Даже в Щиграх не осталось ни одного большого дома: немцы, отступая, сожгли все. В деревне Тимирязевка была новая хорошая школа. Немцы устроили там лазарет. В школе лежали раненые немцы — восемнадцать человек. Убегая, немцы взорвали школу со своими ранеными. Они верны себе до последней минуты.
Они начали убираться из Курска заблаговременно — после разгрома у Касторного. Уехали немецкие дамы из «Казино», которые били по щекам русских уборщиц. Уехали господа промышленники. Уехали штабные офицеры. Но Красная Армия подошла к леску, где находились немецкие укрепления, раньше, чем рассчитывали немцы. Дома они сожгли, но на вокзале они оставили девятнадцать паровозов и около тысячи вагонов с добром. Они подвесили к мосту авиабомбы, а взорвать мост не успели.
В домах были спрятаны немецкие автоматчики. Шли уличные бои. Погиб любимец бойцов полковник Перекальский — он шел в боевых порядках. Наконец город был очищен от врага. Торжественно куряне похоронили полковника Перекальского — в сквере перед театром. Был митинг. Генерал-лейтенант Черняховский сказал: «Куряне, ваш прекрасный город немцы осквернили. Теперь Курск снова стал советский…» И лились слезы радости. Курск возрождался к жизни.

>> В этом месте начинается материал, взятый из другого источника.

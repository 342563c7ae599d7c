use crate::components::error::InlineErrorMessage;
use leptos::{ev::SubmitEvent, *};
use web_sys::HtmlInputElement;

const INPUT_CLASS: &str = "appearance-none relative block w-full px-3 py-2 border border-border placeholder-fg-muted text-fg rounded-md focus:outline-none focus:ring-action-primary-bg sm:text-sm";

#[component]
pub fn LoginForm(
    #[prop(into)] app_name: String,
    email: RwSignal<String>,
    password: RwSignal<String>,
    error: Signal<Option<String>>,
    pending: Signal<bool>,
    on_submit: Callback<SubmitEvent>,
) -> impl IntoView {
    view! {
        <div class="min-h-screen flex items-center justify-center bg-surface py-12 px-4 sm:px-6 lg:px-8">
            <div class="max-w-md w-full space-y-8">
                <div>
                    <h2 class="mt-6 text-center text-3xl font-extrabold text-fg">{app_name}</h2>
                    <p class="mt-2 text-center text-sm text-fg-muted">"Sign in to your account"</p>
                </div>
                <form class="mt-8 space-y-4" on:submit=move |ev| on_submit.call(ev)>
                    <div>
                        <label for="email" class="sr-only">"Email address"</label>
                        <input
                            id="email"
                            name="email"
                            type="email"
                            autocomplete="email"
                            required
                            class=INPUT_CLASS
                            placeholder="Email address"
                            prop:value=move || email.get()
                            on:input=move |ev| {
                                let target = event_target::<HtmlInputElement>(&ev);
                                email.set(target.value());
                            }
                        />
                    </div>
                    <div>
                        <label for="password" class="sr-only">"Password"</label>
                        <input
                            id="password"
                            name="password"
                            type="password"
                            autocomplete="current-password"
                            required
                            class=INPUT_CLASS
                            placeholder="Password"
                            prop:value=move || password.get()
                            on:input=move |ev| {
                                let target = event_target::<HtmlInputElement>(&ev);
                                password.set(target.value());
                            }
                        />
                    </div>

                    <InlineErrorMessage error=error />

                    <button
                        type="submit"
                        disabled=move || pending.get()
                        class="w-full flex justify-center py-2 px-4 text-sm font-medium rounded-md text-action-primary-text bg-action-primary-bg hover:bg-action-primary-bg-hover disabled:opacity-50"
                    >
                        {move || if pending.get() { "Signing in..." } else { "Sign in" }}
                    </button>
                </form>
            </div>
        </div>
    }
}

#[cfg(all(test, not(target_arch = "wasm32")))]
mod host_tests {
    use super::*;
    use crate::test_support::ssr::render_to_string;

    #[test]
    fn login_form_renders_fields_and_error() {
        let html = render_to_string(move || {
            let error = create_rw_signal(Some("Invalid credentials".to_string()));
            view! {
                <LoginForm
                    app_name="NEWWORK"
                    email=create_rw_signal(String::new())
                    password=create_rw_signal(String::new())
                    error=error.into()
                    pending=Signal::derive(|| false)
                    on_submit=Callback::new(|_| {})
                />
            }
        });
        assert!(html.contains("NEWWORK"));
        assert!(html.contains("id=\"email\""));
        assert!(html.contains("id=\"password\""));
        assert!(html.contains("Invalid credentials"));
        assert!(html.contains("Sign in"));
    }

    #[test]
    fn pending_form_shows_progress_label() {
        let html = render_to_string(move || {
            view! {
                <LoginForm
                    app_name="NEWWORK"
                    email=create_rw_signal(String::new())
                    password=create_rw_signal(String::new())
                    error=Signal::derive(|| None)
                    pending=Signal::derive(|| true)
                    on_submit=Callback::new(|_| {})
                />
            }
        });
        assert!(html.contains("Signing in..."));
    }
}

Древний русский город, он сиял в одиннадцатом веке. Во время нашествия Батыя Курск был предан огню и мечу. Двести лет спустя он снова отстроился. Он был русской крепостью, оплотом против набегов южных кочевников. Потом он стал мирным и тихим городом, с большими тенистыми садами, с молодежью, которая училась, мечтала, росла в его садах. И вот Курск снова подвергся нашествию варваров. Пепел, щебень, мусор, железный лом, скелет города — вот что принес курянам «новый порядок».
А жизнь начинается. Уже вышел крохотный номер «Курской правды» — в полевой типографии. Городскую типографию немцы взорвали. Уже восстановлена работа электростанции. Уже пекут хлеб в пекарнях. А на могиле героев — цветы среди снега…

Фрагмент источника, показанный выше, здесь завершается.